> Discursos de odio como recurso retórico del periodismo hegemónico
-Por Lic. Alejandro Ippolito-
El discurso de
odio, en sí mismo, es un impulso que se agota si no encuentra su sucesión
lógica en la acción. Es una voz que depende del eco, un golpe al vacío que
malgasta su fuerza si no encuentra una superficie donde justificar su existencia.
El discurso de
odio es, primero, un discurso y si atendemos definiciones sobre este término
aportadas, por ejemplo, por el lingüista Teun van Dijk, comprenderemos que
discurso, en su estado primario y natural, es un “evento comunicativo específico,
en general, y una forma escrita u oral de interacción verbal o de uso del
lenguaje en particular”.
Lo que importa
aquí es la intención de interactuar, para que haya comunicación debe haber
alguna respuesta que pueda registrarse como consecuencia de la emisión de una
alocución inicial.
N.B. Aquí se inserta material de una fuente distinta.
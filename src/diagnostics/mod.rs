//! Bounded error and warning bookkeeping.
//!
//! One [`ErrorLedger`] lives for the lifetime of a build-tool instance and is
//! shared by every pipeline run. It tracks total error/warning counts, a
//! per-kind frequency map and a capped history of the most recent error
//! records. The ledger is an owned value passed explicitly into the
//! components that can fail — there is no module-level state.
//!
//! Every mutation takes the lock exactly once, so concurrently scheduled
//! tasks never observe a half-applied update (counter bumped but record not
//! yet appended).

use parking_lot::Mutex;
use rustc_hash::FxHashMap;
use serde::{Deserialize, Serialize};
use std::collections::VecDeque;
use std::fmt::Write as _;

/// Maximum number of retained error records.
pub const MAX_RECENT: usize = 50;

/// Broad classification for recorded errors.
#[derive(Debug, Clone, Copy, PartialEq, Eq, Hash, Serialize, Deserialize)]
#[serde(rename_all = "lowercase")]
pub enum ErrorKind {
    Config,
    Compile,
    Validation,
    Cache,
    Watch,
    Other,
}

impl ErrorKind {
    pub const fn label(self) -> &'static str {
        match self {
            Self::Config => "config",
            Self::Compile => "compile",
            Self::Validation => "validation",
            Self::Cache => "cache",
            Self::Watch => "watch",
            Self::Other => "other",
        }
    }
}

/// One recorded error.
#[derive(Debug, Clone, Serialize, Deserialize)]
pub struct ErrorRecord {
    pub kind: ErrorKind,
    pub message: String,
    /// Unix timestamp in seconds.
    pub timestamp: u64,
    pub trace: Option<String>,
}

/// Immutable snapshot of the ledger state.
#[derive(Debug, Clone, Default, Serialize, Deserialize)]
pub struct ErrorStats {
    pub errors: u64,
    pub warnings: u64,
    pub by_kind: FxHashMap<ErrorKind, u64>,
    pub recent: Vec<ErrorRecord>,
}

#[derive(Default)]
struct LedgerInner {
    errors: u64,
    warnings: u64,
    by_kind: FxHashMap<ErrorKind, u64>,
    recent: VecDeque<ErrorRecord>,
}

/// Shared, capacity-bounded error ledger.
#[derive(Default)]
pub struct ErrorLedger {
    inner: Mutex<LedgerInner>,
}

impl ErrorLedger {
    pub fn new() -> Self {
        Self::default()
    }

    /// Record an error: bumps the total, the per-kind frequency, and appends
    /// to the bounded history (FIFO eviction past [`MAX_RECENT`]).
    pub fn record(&self, kind: ErrorKind, message: impl Into<String>, trace: Option<String>) {
        let record = ErrorRecord {
            kind,
            message: message.into(),
            timestamp: now(),
            trace,
        };

        let mut inner = self.inner.lock();
        inner.errors += 1;
        *inner.by_kind.entry(kind).or_insert(0) += 1;
        inner.recent.push_back(record);
        while inner.recent.len() > MAX_RECENT {
            inner.recent.pop_front();
        }
    }

    /// Record a warning: bumps only the warning counter.
    pub fn record_warning(&self) {
        self.inner.lock().warnings += 1;
    }

    /// Immutable copy of the current state.
    pub fn snapshot(&self) -> ErrorStats {
        let inner = self.inner.lock();
        ErrorStats {
            errors: inner.errors,
            warnings: inner.warnings,
            by_kind: inner.by_kind.clone(),
            recent: inner.recent.iter().cloned().collect(),
        }
    }

    /// Zero all counters and clear history.
    pub fn reset(&self) {
        let mut inner = self.inner.lock();
        *inner = LedgerInner::default();
    }

    /// Human-readable report over the current snapshot.
    pub fn report(&self) -> String {
        let stats = self.snapshot();
        let mut out = String::new();

        let _ = writeln!(
            out,
            "errors: {}  warnings: {}",
            stats.errors, stats.warnings
        );

        if !stats.by_kind.is_empty() {
            let mut kinds: Vec<_> = stats.by_kind.iter().collect();
            kinds.sort_by_key(|(kind, _)| kind.label());
            let _ = writeln!(out, "by kind:");
            for (kind, count) in kinds {
                let _ = writeln!(out, "  {}: {}", kind.label(), count);
            }
        }

        if !stats.recent.is_empty() {
            let _ = writeln!(out, "recent:");
            for record in stats.recent.iter().rev().take(10) {
                let _ = writeln!(out, "  [{}] {}", record.kind.label(), record.message);
            }
        }

        out
    }
}

fn now() -> u64 {
    std::time::SystemTime::now()
        .duration_since(std::time::UNIX_EPOCH)
        .map(|d| d.as_secs())
        .unwrap_or(0)
}
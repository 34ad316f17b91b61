//! kiln - incremental build orchestration for external bundlers.

use anyhow::{Context, Result};
use clap::{ColorChoice, Parser};
use std::path::Path;
use std::sync::Arc;
use std::time::Duration;

use kiln::cache::BuildCache;
use kiln::cli::{BuildArgs, CacheAction, Cli, Commands, PipelineArg};
use kiln::compiler::{BuildMode, ExecCompiler, ExecSpec};
use kiln::config::{Config, PipelineConfig};
use kiln::log;
use kiln::orchestrator::{BuildSummary, Orchestrator};
use kiln::pipeline::{TaskKind, TaskResult};
use kiln::utils::plural_count;

fn main() -> Result<()> {
    let cli = Cli::parse();

    // Set global color override based on CLI option
    match cli.color {
        ColorChoice::Always => owo_colors::set_override(true),
        ColorChoice::Never => owo_colors::set_override(false),
        ColorChoice::Auto => {} // owo-colors auto-detects TTY
    }

    kiln::logger::set_verbose(cli.verbose);

    let mut config = Config::load(&cli.config)
        .with_context(|| format!("loading {}", cli.config.display()))?;

    match &cli.command {
        Commands::Build {
            build_args,
            only,
            entries,
        } => {
            apply_build_args(&mut config, build_args, None);
            let orchestrator = make_orchestrator(config);
            run_build(&orchestrator, *only, *entries, build_args.clean)
        }
        Commands::Watch {
            build_args,
            debounce,
        } => {
            apply_build_args(&mut config, build_args, *debounce);
            let orchestrator = make_orchestrator(config);
            run_watch(&orchestrator)
        }
        Commands::Clean => make_orchestrator(config).clean(),
        Commands::Cache { action } => run_cache(&config, action),
    }
}

/// Fold CLI flags into the loaded config.
fn apply_build_args(config: &mut Config, args: &BuildArgs, debounce: Option<u64>) {
    if args.no_cache {
        config.cache.enable = false;
    }
    if args.production {
        for pipeline in [config.server.as_mut(), config.client.as_mut()]
            .into_iter()
            .flatten()
        {
            pipeline.options.mode = BuildMode::Production;
        }
    }
    if let Some(ms) = debounce {
        config.watch.debounce_ms = ms;
    }
}

fn make_orchestrator(config: Config) -> Arc<Orchestrator> {
    let compiler = Arc::new(build_compiler(&config));
    Arc::new(Orchestrator::new(config, compiler))
}

/// Wire one exec spec per configured task name.
fn build_compiler(config: &Config) -> ExecCompiler {
    let mut compiler = ExecCompiler::new();
    let root = config.get_root();

    if let Some(server) = &config.server {
        compiler.register(TaskKind::Server.as_str(), spec(server, root));
    }
    if let Some(client) = &config.client {
        compiler.register(TaskKind::Client.as_str(), spec(client, root));

        // Entry groups share the client command but declare no outputs or
        // metafile of their own.
        for group in &config.entries {
            compiler.register(
                format!("client:{}", group.name),
                ExecSpec {
                    command: client.command.clone(),
                    outputs: Vec::new(),
                    metafile: None,
                    cwd: root.to_path_buf(),
                },
            );
        }
    }

    compiler
}

fn spec(pipeline: &PipelineConfig, root: &Path) -> ExecSpec {
    ExecSpec {
        command: pipeline.command.clone(),
        outputs: pipeline.outputs.clone(),
        metafile: pipeline.metafile.clone(),
        cwd: root.to_path_buf(),
    }
}

// =============================================================================
// Build Command
// =============================================================================

fn run_build(
    orchestrator: &Orchestrator,
    only: Option<PipelineArg>,
    entries: bool,
    clean: bool,
) -> Result<()> {
    if entries {
        let groups = orchestrator.config().entries.clone();
        let summary = orchestrator.run_multi_entry(&groups, clean)?;
        report_summary(&summary);
        return Ok(());
    }

    match only {
        Some(arg) => {
            let kind = match arg {
                PipelineArg::Server => TaskKind::Server,
                PipelineArg::Client => TaskKind::Client,
            };
            report_task(&orchestrator.run_one(kind, clean)?);
        }
        None => report_summary(&orchestrator.run_all(clean)?),
    }
    Ok(())
}

fn report_summary(summary: &BuildSummary) {
    log!(
        "build";
        "{} in {}ms ({} cached)",
        plural_count(summary.output_files.len(), "output"),
        summary.perf.total_ms(),
        summary.cache_hits
    );
}

fn report_task(result: &TaskResult) {
    log!(
        "build";
        "{}: {} in {}ms{}",
        result.task,
        plural_count(result.output_files.len(), "output"),
        result.perf.total_ms(),
        if result.cache_hit { " (cached)" } else { "" }
    );
}

// =============================================================================
// Watch Command
// =============================================================================

fn run_watch(orchestrator: &Arc<Orchestrator>) -> Result<()> {
    // Ctrl+C unblocks the main thread; the session itself runs on its own.
    let (tx, rx) = std::sync::mpsc::channel();
    ctrlc::set_handler(move || {
        let _ = tx.send(());
    })?;

    orchestrator.watch(None)?;
    log!("watch"; "press Ctrl+C to stop");

    let _ = rx.recv();
    orchestrator.stop_watch();
    log!("watch"; "stopped");
    Ok(())
}

// =============================================================================
// Cache Command
// =============================================================================

fn run_cache(config: &Config, action: &CacheAction) -> Result<()> {
    let cache = BuildCache::open(config.cache_dir(), true);

    match action {
        CacheAction::Stats => {
            let stats = cache.stats();
            log!(
                "cache";
                "{} entries, {:.1} KiB stored",
                stats.count,
                stats.total_bytes as f64 / 1024.0
            );
        }
        CacheAction::Clear => {
            cache.clear()?;
            log!("cache"; "cleared");
        }
        CacheAction::Sweep { ttl_secs } => {
            let ttl = ttl_secs
                .or(config.cache.ttl_secs)
                .context("no TTL given: pass --ttl-secs or set [cache].ttl_secs")?;
            let removed = cache.sweep_expired(Duration::from_secs(ttl))?;
            log!("cache"; "{} expired entries removed", removed);
        }
        CacheAction::Retain { n } => {
            let removed = cache.retain_most_recent(*n)?;
            log!("cache"; "{} entries removed, {} kept", removed, cache.stats().count);
        }
    }
    Ok(())
}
Esa respuesta brindada por el receptor del mensaje, concreto
o potencial, puede ser inmediata o posterior, pero siempre resulta esperable
como resultado del acto comunicacional.
El discurso de
odio no escapa, no puede ni quiere hacerlo, a esta lógica de funcionamiento. La
arenga edificada en valoraciones estigmatizantes, adjetivaciones peyorativas y
calificaciones denigrantes sobre una persona o grupo social; de nada servirían
si viera agotada su potencia en la propia acción discursiva, sin posibilidad de
reacción o respuesta por parte del público objetivo. Imaginemos la escena
frecuentemente referida en contenidos cinematográficos diversos, donde un general enciende su
discurso ante los soldados que están por enfrentar una batalla, intenta
motivarlos realzando las virtudes de su ejército y señalando las bajezas del
enemigo. Recorre el frente de sus filas vociferando sobre la inminente victoria
y el acto de justicia que representará la aniquilación del ejército contrario.
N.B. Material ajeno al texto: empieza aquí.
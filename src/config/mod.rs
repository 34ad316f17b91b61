//! Project configuration management for `kiln.toml`.
//!
//! # Sections
//!
//! | Section      | Purpose                                          |
//! |--------------|--------------------------------------------------|
//! | `[server]`   | Server bundle pipeline (entries, outputs, command)|
//! | `[client]`   | Client bundle pipeline + post-build validation   |
//! | `[[entries]]`| Named entry groups for multi-entry client builds |
//! | `[cache]`    | Build cache storage root, TTL, retention         |
//! | `[watch]`    | Watch paths, ignore list, debounce window        |

mod error;

pub use error::ConfigError;

use crate::compiler::BuildOptions;
use crate::log;
use crate::utils::path::normalize_path;
use anyhow::{Result, bail};
use serde::{Deserialize, Serialize};
use std::fs;
use std::path::{Path, PathBuf};

/// Default debounce window in milliseconds.
pub const DEFAULT_DEBOUNCE_MS: u64 = 300;

/// Default slow-build advisory threshold in milliseconds.
pub const DEFAULT_SLOW_BUILD_MS: u64 = 5000;

// ============================================================================
// root configuration
// ============================================================================

/// Root configuration structure representing kiln.toml
#[derive(Debug, Clone, Serialize, Deserialize)]
pub struct Config {
    /// Absolute path to the config file (internal use only)
    #[serde(skip)]
    pub config_path: PathBuf,

    /// Project root directory - parent of config file (internal use only)
    #[serde(skip)]
    pub root: PathBuf,

    /// Server bundle pipeline
    pub server: Option<PipelineConfig>,

    /// Client bundle pipeline
    pub client: Option<PipelineConfig>,

    /// Named entry groups for multi-entry client builds
    #[serde(default)]
    pub entries: Vec<EntryGroup>,

    /// Cache settings
    #[serde(default)]
    pub cache: CacheConfig,

    /// Watch settings
    #[serde(default)]
    pub watch: WatchConfig,

    /// Total build time above this triggers a slow-build warning (ms)
    #[serde(default = "default_slow_build_ms")]
    pub slow_build_ms: u64,
}

impl Default for Config {
    fn default() -> Self {
        Self {
            config_path: PathBuf::new(),
            root: PathBuf::new(),
            server: None,
            client: None,
            entries: Vec::new(),
            cache: CacheConfig::default(),
            watch: WatchConfig::default(),
            slow_build_ms: DEFAULT_SLOW_BUILD_MS,
        }
    }
}

fn default_slow_build_ms() -> u64 {
    DEFAULT_SLOW_BUILD_MS
}

/// One bundle pipeline: what to compile, where it lands, how to invoke
/// the external bundler.
#[derive(Debug, Clone, Serialize, Deserialize)]
pub struct PipelineConfig {
    /// Entry point files
    pub entry: Vec<PathBuf>,

    /// Output directory (cleaned by `clean`, excluded from watch)
    pub outdir: PathBuf,

    /// Declared output files (validated after fresh client builds)
    #[serde(default)]
    pub outputs: Vec<PathBuf>,

    /// External bundler command, argv-style
    pub command: Vec<String>,

    /// JSON metafile the command writes (dependency manifest source)
    pub metafile: Option<PathBuf>,

    /// Output-affecting build options (part of the cache key)
    #[serde(default)]
    pub options: BuildOptions,

    /// Whether results for this pipeline are cached
    #[serde(default = "default_true")]
    pub cache: bool,
}

fn default_true() -> bool {
    true
}

/// A named entry group for multi-entry client builds.
///
/// Each group reuses the `[client]` pipeline settings with its own entry
/// list and output directory.
#[derive(Debug, Clone, Serialize, Deserialize)]
pub struct EntryGroup {
    pub name: String,
    pub entry: Vec<PathBuf>,
    pub outdir: Option<PathBuf>,
}

/// Cache storage settings.
#[derive(Debug, Clone, Serialize, Deserialize)]
pub struct CacheConfig {
    /// Master switch; disabled caches answer every lookup with a miss
    #[serde(default = "default_true")]
    pub enable: bool,

    /// Storage root, relative to the project root
    #[serde(default = "default_cache_dir")]
    pub dir: PathBuf,

    /// Entries older than this are swept on demand (seconds)
    pub ttl_secs: Option<u64>,

    /// Keep at most this many entries (newest first) on demand
    pub max_entries: Option<usize>,
}

impl Default for CacheConfig {
    fn default() -> Self {
        Self {
            enable: true,
            dir: default_cache_dir(),
            ttl_secs: None,
            max_entries: None,
        }
    }
}

fn default_cache_dir() -> PathBuf {
    PathBuf::from(crate::cache::CACHE_DIR)
}

/// Watch mode settings.
#[derive(Debug, Clone, Serialize, Deserialize)]
pub struct WatchConfig {
    /// Directories to watch, relative to the project root
    #[serde(default = "default_watch_paths")]
    pub paths: Vec<PathBuf>,

    /// Paths whose events are discarded
    #[serde(default)]
    pub ignore: Vec<PathBuf>,

    /// Quiet window before a rebuild fires (ms)
    #[serde(default = "default_debounce_ms")]
    pub debounce_ms: u64,
}

impl Default for WatchConfig {
    fn default() -> Self {
        Self {
            paths: default_watch_paths(),
            ignore: Vec::new(),
            debounce_ms: DEFAULT_DEBOUNCE_MS,
        }
    }
}

fn default_watch_paths() -> Vec<PathBuf> {
    vec![PathBuf::from("src")]
}

fn default_debounce_ms() -> u64 {
    DEFAULT_DEBOUNCE_MS
}

impl Config {
    /// Load configuration from a file path with unknown field detection.
    ///
    /// The project root is the config file's parent directory; all relative
    /// paths in the file are normalized against it.
    pub fn load(path: &Path) -> Result<Self> {
        let content =
            fs::read_to_string(path).map_err(|err| ConfigError::Io(path.to_path_buf(), err))?;

        let (mut config, ignored) = Self::parse_with_ignored(&content)?;

        if !ignored.is_empty() {
            Self::print_unknown_fields_warning(&ignored, path);
        }

        config.config_path = normalize_path(path);
        let root = config
            .config_path
            .parent()
            .map(Path::to_path_buf)
            .unwrap_or_default();
        config.normalize_paths(&root);
        config.validate()?;

        Ok(config)
    }

    /// Parse configuration from TOML string
    pub fn from_str(content: &str) -> Result<Self> {
        let config: Self = toml::from_str(content)?;
        Ok(config)
    }

    /// Parse TOML content, collecting any unknown fields.
    pub fn parse_with_ignored(content: &str) -> Result<(Self, Vec<String>)> {
        let mut ignored = Vec::new();
        let deserializer = toml::Deserializer::new(content);
        let config = serde_ignored::deserialize(deserializer, |path: serde_ignored::Path| {
            ignored.push(path.to_string());
        })
        .map_err(ConfigError::Toml)?;
        Ok((config, ignored))
    }

    /// Print warning about unknown fields.
    fn print_unknown_fields_warning(fields: &[String], path: &Path) {
        let display_path = path
            .file_name()
            .map(|n| n.to_string_lossy())
            .unwrap_or_else(|| path.to_string_lossy());
        log!("warning"; "unknown fields in {}, ignoring:", display_path);
        for field in fields {
            eprintln!("- {field}");
        }
    }

    /// Get the root directory path
    pub fn get_root(&self) -> &Path {
        &self.root
    }

    /// Join a path with the root directory.
    pub fn root_join(&self, path: impl AsRef<Path>) -> PathBuf {
        self.root.join(path)
    }

    /// The cache storage root as an absolute path.
    pub fn cache_dir(&self) -> PathBuf {
        if self.cache.dir.is_absolute() {
            self.cache.dir.clone()
        } else {
            self.root_join(&self.cache.dir)
        }
    }

    /// Output directories of all configured pipelines (for cleaning and
    /// watch-event filtering).
    pub fn output_dirs(&self) -> Vec<PathBuf> {
        let mut dirs: Vec<PathBuf> = self
            .server
            .iter()
            .chain(self.client.iter())
            .map(|p| p.outdir.clone())
            .collect();
        for group in &self.entries {
            if let Some(outdir) = &group.outdir {
                dirs.push(outdir.clone());
            }
        }
        dirs.sort();
        dirs.dedup();
        dirs
    }

    // ========================================================================
    // path normalization
    // ========================================================================

    /// Normalize all paths relative to root directory.
    pub fn normalize_paths(&mut self, root: &Path) {
        let root = normalize_path(root);

        if let Some(server) = &mut self.server {
            server.normalize(&root);
        }
        if let Some(client) = &mut self.client {
            client.normalize(&root);
        }
        for group in &mut self.entries {
            group.entry = group.entry.iter().map(|p| normalize_path(&root.join(p))).collect();
            if let Some(outdir) = group.outdir.take() {
                group.outdir = Some(normalize_path(&root.join(outdir)));
            }
        }

        self.watch.paths = self
            .watch
            .paths
            .iter()
            .map(|p| normalize_path(&root.join(p)))
            .collect();
        self.watch.ignore = self
            .watch
            .ignore
            .iter()
            .map(|p| normalize_path(&root.join(p)))
            .collect();

        if !self.cache.dir.is_absolute() {
            self.cache.dir = normalize_path(&root.join(&self.cache.dir));
        }

        self.root = root;
    }

    // ========================================================================
    // validation
    // ========================================================================

    /// Validate configuration. Collects nothing lazily: a bad config file is
    /// rejected before any pipeline work starts.
    pub fn validate(&self) -> Result<()> {
        if self.server.is_none() && self.client.is_none() {
            bail!(ConfigError::Validation(
                "no pipeline configured: add a [server] or [client] section".into()
            ));
        }

        for (name, pipeline) in [("server", &self.server), ("client", &self.client)] {
            if let Some(p) = pipeline {
                if p.entry.is_empty() {
                    bail!(ConfigError::Validation(format!(
                        "[{name}] has no entry points"
                    )));
                }
                if p.command.is_empty() {
                    bail!(ConfigError::Validation(format!(
                        "[{name}] has no command"
                    )));
                }
            }
        }

        if !self.entries.is_empty() {
            if self.client.is_none() {
                bail!(ConfigError::Validation(
                    "[[entries]] groups require a [client] section".into()
                ));
            }
            for group in &self.entries {
                if group.name.is_empty() {
                    bail!(ConfigError::Validation("entry group without a name".into()));
                }
                if group.entry.is_empty() {
                    bail!(ConfigError::Validation(format!(
                        "entry group '{}' has no entry points",
                        group.name
                    )));
                }
            }
        }

        Ok(())
    }
}

impl PipelineConfig {
    fn normalize(&mut self, root: &Path) {
        self.entry = self.entry.iter().map(|p| normalize_path(&root.join(p))).collect();
        self.outdir = normalize_path(&root.join(&self.outdir));
        self.outputs = self
            .outputs
            .iter()
            .map(|p| normalize_path(&root.join(p)))
            .collect();
        if let Some(metafile) = self.metafile.take() {
            self.metafile = Some(normalize_path(&root.join(metafile)));
        }
    }
}

// ============================================================================
// tests
// ============================================================================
Imaginemos que terminado ese proceso, que no busca otra cosa que la emoción
superlativa de sus soldados, inicia su ataque contra las filas enemigas y a los
pocos metros descubre que cabalga en soledad ante la pasiva mirada de sus
subordinados. Ni un soldado ha ensayado un avance, todos permanecen quietos en
sus lugares sin intenciones de atacar y el general queda atónito frente a la
inesperada quietud de su tropa. La batalla no se produce, no hay
enfrentamiento, nada sucede.
El discurso de
odio, odia también la pasividad de sus destinatarios, no la concibe como
posibilidad, se renueva a cada momento, se potencia, alcanza niveles de furia
incontenible, de insultos y diatribas, de expectoraciones espumosas que echan
mano a recursos retóricos variados que abastezcan la urgente necesidad de una
reacción consecuente con el esfuerzo realizado. El discurso de odio no acepta
el ‘no’ como respuesta.
Es por esto que
observamos la disolución de los límites en las acciones protagonizadas por
operadores mediáticos en pos de generar un creciente mal humor social que
derive en furia incontenible y deseos de aniquilación y justicia inmediata por
fuera de lo institucionalmente establecido.
El perverso
sistema de creación y deshumanización del enemigo por parte de operadores mediáticos
contempla la reacción mancomunada de asociaciones solidarias con los medios
hegemónicos, cuyos representantes son miembros de esos mismos multimedios. De
esta manera observamos como la Asociación de Entidades Periodísticas Argentina
(ADEPA) fundada en 1962, por ejemplo, ha salido a respaldar a los “colegas” que
supuestamente fueron amenazados por el periodista Roberto Navarro en su
programa radial de El Destape.
Navarro advirtió
sobre las posibles consecuencias por los excesos en los discursos de odio
proferidos de manera permanente por periodistas de la señal La Nación+ y otras
emisoras y llamó a moderar esas expresiones que podrían, incluso, volverse en
contra de los propios emisores.
Esta apreciación
desencadenó una exagerada reacción tanto corporativa como jurídica, en
consonancia con el mecanismo de autoprotección que mencionábamos anteriormente. El espejo se posiciona frente
a los protagonistas de editoriales y opiniones de odio con formato periodístico
y devuelve una imagen angelical y edulcorada, los verdugos se autoperciben
víctimas y corren presurosos a buscar consuelo en una justicia consecuente con
sus acciones cotidianas.
El que promueve
la violencia desde lugares de influencia no se reconoce como violento sino como
republicano, no se asume como un desestabilizador social sino como un
justiciero que promete la aniquilación del enemigo, que primero se ha ocupado
de construir, en pos del bienestar de la sociedad y la patria.
Para falsificar el
reflejo de su espejo, aquellos que se suponen puros, democráticos, honorables y
republicanos, necesitan del aval de los medios dominantes para apaciguar la
conciencia y justificar las acciones más deplorables. Desear la muerte con la
maldición espumosa entre los dientes no parece entrar en conflicto para una
conciencia piadosa y moralmente impecable. Sin el permiso de los medios,
ciertas acciones criminales no serían posibles. Los medios dominantes prometes
impunidad y ponderan todo accionar contrario a los sectores populares y sus
representantes, onda expansiva de un odio de clase histórico que permanece en
el ADN nacional y sueña con prevalecer.